ALEPH
Gobernar desde el odio
Hay un Museo del Holocausto en Washington. Un lugar hecho a la medida de un campo de concentración nazi, una réplica de la industria de la muerte a gran escala que Hitler y sus colaboradores practicaron durante el más “perfecto” acto de odio que ha presenciado la humanidad. Desde el primer momento, duele y provoca.
' Esto me hizo recordar las 626 masacres vividas en Guatemala hace 40 años, nuestro propio genocidio.
Carolina Escobar Sarti
No solo duele por lo evidente: por los cuerpos retorcidos y apilados de los millones de judíos asesinados; por las montañas de zapatos y cabello que quedaron como testigos mudos del holocausto; por las miradas de los muertos en vida que trabajaron hasta la muerte en los campos diseñados para su exterminio. Por el recipiente de metal expuesto detrás de una vitrina, joya para las mujeres de Birkenau, porque servía por igual para recibir la sopa, para defecar o para contener el agua que les permitía, a veces, asearse.
Exposiciones como esas duelen y provocan indignación y rabia no solo por lo que denotan, sino por la connotación de cada imagen, testimonio u objeto que traducen el odio y la crueldad humana en su máxima expresión, versus la lucha por la sobrevivencia y la esperanza sostenida.

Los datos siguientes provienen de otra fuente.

//! The booking store trait and filtered queries.

use async_trait::async_trait;
use common::{BookingId, FlightId, UserId};

use crate::{Booking, BookingStatus, Result};

/// Optional, conjunctive filters for listing bookings.
#[derive(Debug, Clone, Copy, Default)]
pub struct BookingFilter {
    pub user_id: Option<UserId>,
    pub flight_id: Option<FlightId>,
    pub status: Option<BookingStatus>,
}

impl BookingFilter {
    /// Returns true if `booking` matches every set filter.
    pub fn matches(&self, booking: &Booking) -> bool {
        self.user_id.is_none_or(|u| booking.user_id == u)
            && self.flight_id.is_none_or(|f| booking.flight_id == f)
            && self.status.is_none_or(|s| booking.status == s)
    }
}

/// CRUD over persisted bookings.
///
/// There is no uniqueness constraint beyond the primary key; in particular
/// two rows for the same (flight, seat) are representable, and preventing
/// them is the seat lock's job, not the store's.
#[async_trait]
pub trait BookingStore: Send + Sync {
    /// Persists a new booking row.
    async fn insert(&self, booking: &Booking) -> Result<()>;

    /// Loads a booking by ID.
    async fn get(&self, id: BookingId) -> Result<Option<Booking>>;

    /// Overwrites an existing booking row, bumping `updated_at`.
    async fn update(&self, booking: &Booking) -> Result<()>;

    /// Hard-deletes a booking row. Exists only as a compensation for a
    /// failed creation attempt.
    async fn delete(&self, id: BookingId) -> Result<()>;

    /// Lists bookings matching `filter`, in the backend's default order.
    async fn list(&self, filter: BookingFilter) -> Result<Vec<Booking>>;
}

#[async_trait]
impl<T: BookingStore + ?Sized> BookingStore for std::sync::Arc<T> {
    async fn insert(&self, booking: &Booking) -> Result<()> {
        (**self).insert(booking).await
    }

    async fn get(&self, id: BookingId) -> Result<Option<Booking>> {
        (**self).get(id).await
    }

    async fn update(&self, booking: &Booking) -> Result<()> {
        (**self).update(booking).await
    }

    async fn delete(&self, id: BookingId) -> Result<()> {
        (**self).delete(id).await
    }

    async fn list(&self, filter: BookingFilter) -> Result<Vec<Booking>> {
        (**self).list(filter).await
    }
}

Allí, debajo del famoso rótulo de “Arbeit macht frei” (El trabajo te hace libre) supimos del trabajo como otra forma de genocidio; comenzaban quitándole la identidad a las personas, hasta dejarlas morir de agotamiento e inanición. La llamaron “exterminación a través del trabajo.”
En ese campo de concentración, trabajos forzados y exterminio, más de un millón de personas perdieron la vida: nueve de cada diez eran judíos. Los demás eran homosexuales, discapacitados u opositores, pero todos morían por una misma razón: el odio. Un hombre ensalzado por las multitudes(nunca un tirano llega solo al poder), un megalómano con obvios problemas mentales, inventó que había una raza superior y otra que no era digna de existir. Y le creyeron y callaron, mientras su régimen torturaba y asesinaba a millones por una idea.

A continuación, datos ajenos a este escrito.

//! Redis-backed seat lock.
//!
//! Uses `SET key holder NX EX ttl` for acquisition and `DEL key` for
//! release, so atomicity is delegated entirely to the store.

use std::time::Duration;

use async_trait::async_trait;
use common::UserId;
use redis::AsyncCommands;

use crate::{SeatLockError, SeatLockKey, SeatLockManager};

/// Networked implementation of [`SeatLockManager`] over a shared Redis.
#[derive(Clone)]
pub struct RedisSeatLock {
    client: redis::Client,
}

impl RedisSeatLock {
    /// Connects to the lock store at `connection_string`
    /// (e.g. `redis://localhost:6379/0`).
    pub fn new(connection_string: &str) -> Result<Self, SeatLockError> {
        let client = redis::Client::open(connection_string)?;
        Ok(Self { client })
    }
}

#[async_trait]
impl SeatLockManager for RedisSeatLock {
    async fn acquire(
        &self,
        key: &SeatLockKey,
        holder: UserId,
        ttl: Duration,
    ) -> Result<bool, SeatLockError> {
        let mut conn = self.client.get_multiplexed_async_connection().await?;

        // SET NX EX: set only if the key does not exist, with expiry.
        // Returns nil when a live lock is already present.
        let result: Option<String> = redis::cmd("SET")
            .arg(key.to_string())
            .arg(holder.as_i64())
            .arg("NX")
            .arg("EX")
            .arg(ttl.as_secs())
            .query_async(&mut conn)
            .await?;

        let granted = result.is_some();
        if !granted {
            tracing::debug!(%key, %holder, "seat lock already held");
        }
        Ok(granted)
    }

    async fn release(&self, key: &SeatLockKey) -> Result<(), SeatLockError> {
        let mut conn = self.client.get_multiplexed_async_connection().await?;
        // DEL on an absent key is a no-op, which gives release its
        // idempotence. Holder identity is deliberately not checked.
        let _: i64 = conn.del(key.to_string()).await?;
        Ok(())
    }
}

Recordé las 626 masacres vividas en Guatemala hace 40 años, nuestro propio genocidio, nuestra propia crueldad, y la importancia de la memoria. Matar intencionalmente nunca es un acto de amor, siempre es un acto de odio. Odio que dejó acá más de 200 mil muertos y 45 mil desparecidos; inenarrables torturas vividas, muchas de ellas en personas de pueblos originarios; vientres abiertos, mujeres violadas, jóvenes empalados y niños lanzados vivos a las fosas comunes. Pienso en el odio que no hemos logrado superar como sociedad y que aún nos tiene quebrados, porque mientras otros holocaustos se recuerdan, una y otra vez, para que cada generación vea de frente el horror y la luz, aquí lo seguimos negando. Ninguna paz verdadera se construye sobre un engaño.
Hannah Arendt habló de la “banalidad del mal”, en el famoso juicio a Eichmann: “¿No nos parece un pensamiento muy vivo, cada vez que aparece un asesino, un maltratador, un violador en las noticias y oímos a sus vecinos diciendo eso de «es increíble, era una persona normal, ¡¿quién lo iba a decir?!». Pensemos, pues, en esas personas «normales» capaces de cometer actos atroces. (…) Pensemos en las personas que no se consideran culpables de forma individual de un mal colectivo, aunque hayan participado o formado parte de alguna manera en él, que piensan que sus actos son solo un insignificante grano de arena, que únicamente obedecen y ejecutan los planes trazados por «los de arriba». Pensemos en los que se ven a sí mismos como un mínimo eslabón sin poder de decisión y, por tanto, sin responsabilidad en una cadena mucho mayor en la que hay otros por encima que son los que deben rendir cuentas y dar explicaciones. (…) en esa obediencia sin reflexionar sobre las consecuencias de los mandatos, en esa forma de trivializar las actuaciones propias que, sumadas, llevan al mal final, en ese pensar «qué más da lo que yo hago si no tiene importancia…», en ese «pero si yo solo soy una persona normal…», ¿hay culpa?”.